[[ Task input, beginning ]]

//! cuneilemma — neural lemmatization pipeline for transliterated
//! ancient-language corpora.
//!
//! Drives two external sequence-labeling predictions (POS tagging, then
//! lemmatization) across a shared CoNLL-U+ corpus, merges each prediction
//! back positionally, and preserves human corrections across reruns through
//! a per-model override corpus and per-token locks.
//!
//! ```no_run
//! use cuneilemma::corpus::store::Corpus;
//! use cuneilemma::pipeline::orchestrator::LemmatizerPipeline;
//! use cuneilemma::pipeline::predictor::{Device, OnmtPredictor};
//!
//! # fn main() -> Result<(), cuneilemma::pipeline::PipelineError> {
//! let corpus = Corpus::from_text_lines(&["šum-ma a-wi-lum"]);
//! let predictor = Box::new(OnmtPredictor::new("python3"));
//! let mut pipeline = LemmatizerPipeline::from_corpus(corpus, None, predictor)?;
//! let lemmatized = pipeline.run_model("assyrian", Device::Cpu)?;
//! # let _ = lemmatized;
//! # Ok(())
//! # }
//! ```

pub mod config;
pub mod corpus;
pub mod model_config;
pub mod pipeline;

pub use corpus::store::Corpus;
pub use corpus::token::{Field, Token, PLACEHOLDER};
pub use corpus::CorpusError;
pub use model_config::ModelConfig;
pub use pipeline::orchestrator::{CorpusSource, LemmatizerPipeline, PipelineOptions, RunSummary};
pub use pipeline::predictor::{Device, OnmtPredictor, SequencePredictor};
pub use pipeline::PipelineError;

use tracing_subscriber::EnvFilter;

/// Initialize tracing for binary callers. Safe to call more than once; the
/// first subscriber wins.
pub fn init_tracing() {
    let _ = tracing_subscriber::fmt()
        .with_env_filter(
            EnvFilter::try_from_default_env()
                .unwrap_or_else(|_| EnvFilter::new(config::default_log_filter())),
        )
        .try_init();
}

[[ Task input, end ]]

* **About this task**: Write out exactly the lines from the one containing "let _ = tracing_subscriber::fmt()" through the end of the data, both included. Add nothing else.

* **Response**:
    let _ = tracing_subscriber::fmt()
        .with_env_filter(
            EnvFilter::try_from_default_env()
                .unwrap_or_else(|_| EnvFilter::new(config::default_log_filter())),
        )
        .try_init();
}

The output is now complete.